Task description:
Copy word for word the lines from the start of the records through the line that contains "against this segment.", both included.
:: Source records
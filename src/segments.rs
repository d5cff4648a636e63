use std::path::Path;

use anyhow::{Context, Result};
use log::{debug, warn};

use crate::timecode;

// @module: Timecode segment lists exported from the re-edit

/// Header markers that identify column-caption lines in a segment list.
/// A line containing any of them is skipped wherever it appears.
const HEADER_MARKERS: [&str; 4] = [
    "Timeline Start",
    "Timeline End",
    "Source Start",
    "Source End",
];

/// One correspondence between a span of original source time and a span of
/// new timeline time. All fields are milliseconds.
#[derive(Debug, Clone, Copy, PartialEq, Eq)]
pub struct Segment {
    /// Where the span begins on the new timeline
    pub timeline_start: i64,

    /// Where the span ends on the new timeline
    pub timeline_end: i64,

    /// Where the span begins in the original source
    pub source_start: i64,

    /// Where the span ends in the original source
    pub source_end: i64,
}

impl Segment {
    /// Shift applied to dialogue matched against this segment.
    pub fn delta(&self) -> i64 {
        self.timeline_start - self.source_start
    }
}

/// Parse one row of a segment list.
///
/// A row qualifies only if it has at least four whitespace-separated tokens
/// and the first four all parse as timecodes; header lines and anything else
/// yield `None`.
fn parse_row(line: &str) -> Option<Segment> {
    if HEADER_MARKERS.iter().any(|marker| line.contains(marker)) {
        return None;
    }

    let columns: Vec<&str> = line.split_whitespace().collect();
    if columns.len() < 4 {
        return None;
    }

    Some(Segment {
        timeline_start: timecode::parse_timestamp(columns[0]).ok()?,
        timeline_end: timecode::parse_timestamp(columns[1]).ok()?,
        source_start: timecode::parse_timestamp(columns[2]).ok()?,
        source_end: timecode::parse_timestamp(columns[3]).ok()?,
    })
}

/// Parse a whole segment list, preserving file order.
///
/// File order encodes match priority for the remapper, so no sorting or
/// de-duplication happens here. Rows that fail to qualify are dropped
/// silently, matching the loose format the editing tools export.
pub fn parse_segment_list(content: &str) -> Vec<Segment> {
    let segments: Vec<Segment> = content.lines().filter_map(parse_row).collect();
    debug!("Parsed {} segments", segments.len());
    segments
}

/// Read and parse a segment list file.
pub fn read_segment_list<P: AsRef<Path>>(path: P) -> Result<Vec<Segment>> {
    let path = path.as_ref();
    let content = std::fs::read_to_string(path)
        .with_context(|| format!("Failed to read segment list: {:?}", path))?;

    let segments = parse_segment_list(&content);
    if segments.is_empty() {
        warn!("No usable segments in {:?}, every dialogue line will be dropped", path);
    }

    Ok(segments)
}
::::
Problem solution:
filename src/segments.rs
repository d5cff4648a636e63
use std::path::Path;

use anyhow::{Context, Result};
use log::{debug, warn};

use crate::timecode;

// @module: Timecode segment lists exported from the re-edit

/// Header markers that identify column-caption lines in a segment list.
/// A line containing any of them is skipped wherever it appears.
const HEADER_MARKERS: [&str; 4] = [
    "Timeline Start",
    "Timeline End",
    "Source Start",
    "Source End",
];

/// One correspondence between a span of original source time and a span of
/// new timeline time. All fields are milliseconds.
#[derive(Debug, Clone, Copy, PartialEq, Eq)]
pub struct Segment {
    /// Where the span begins on the new timeline
    pub timeline_start: i64,

    /// Where the span ends on the new timeline
    pub timeline_end: i64,

    /// Where the span begins in the original source
    pub source_start: i64,

    /// Where the span ends in the original source
    pub source_end: i64,
}

impl Segment {
    /// Shift applied to dialogue matched against this segment.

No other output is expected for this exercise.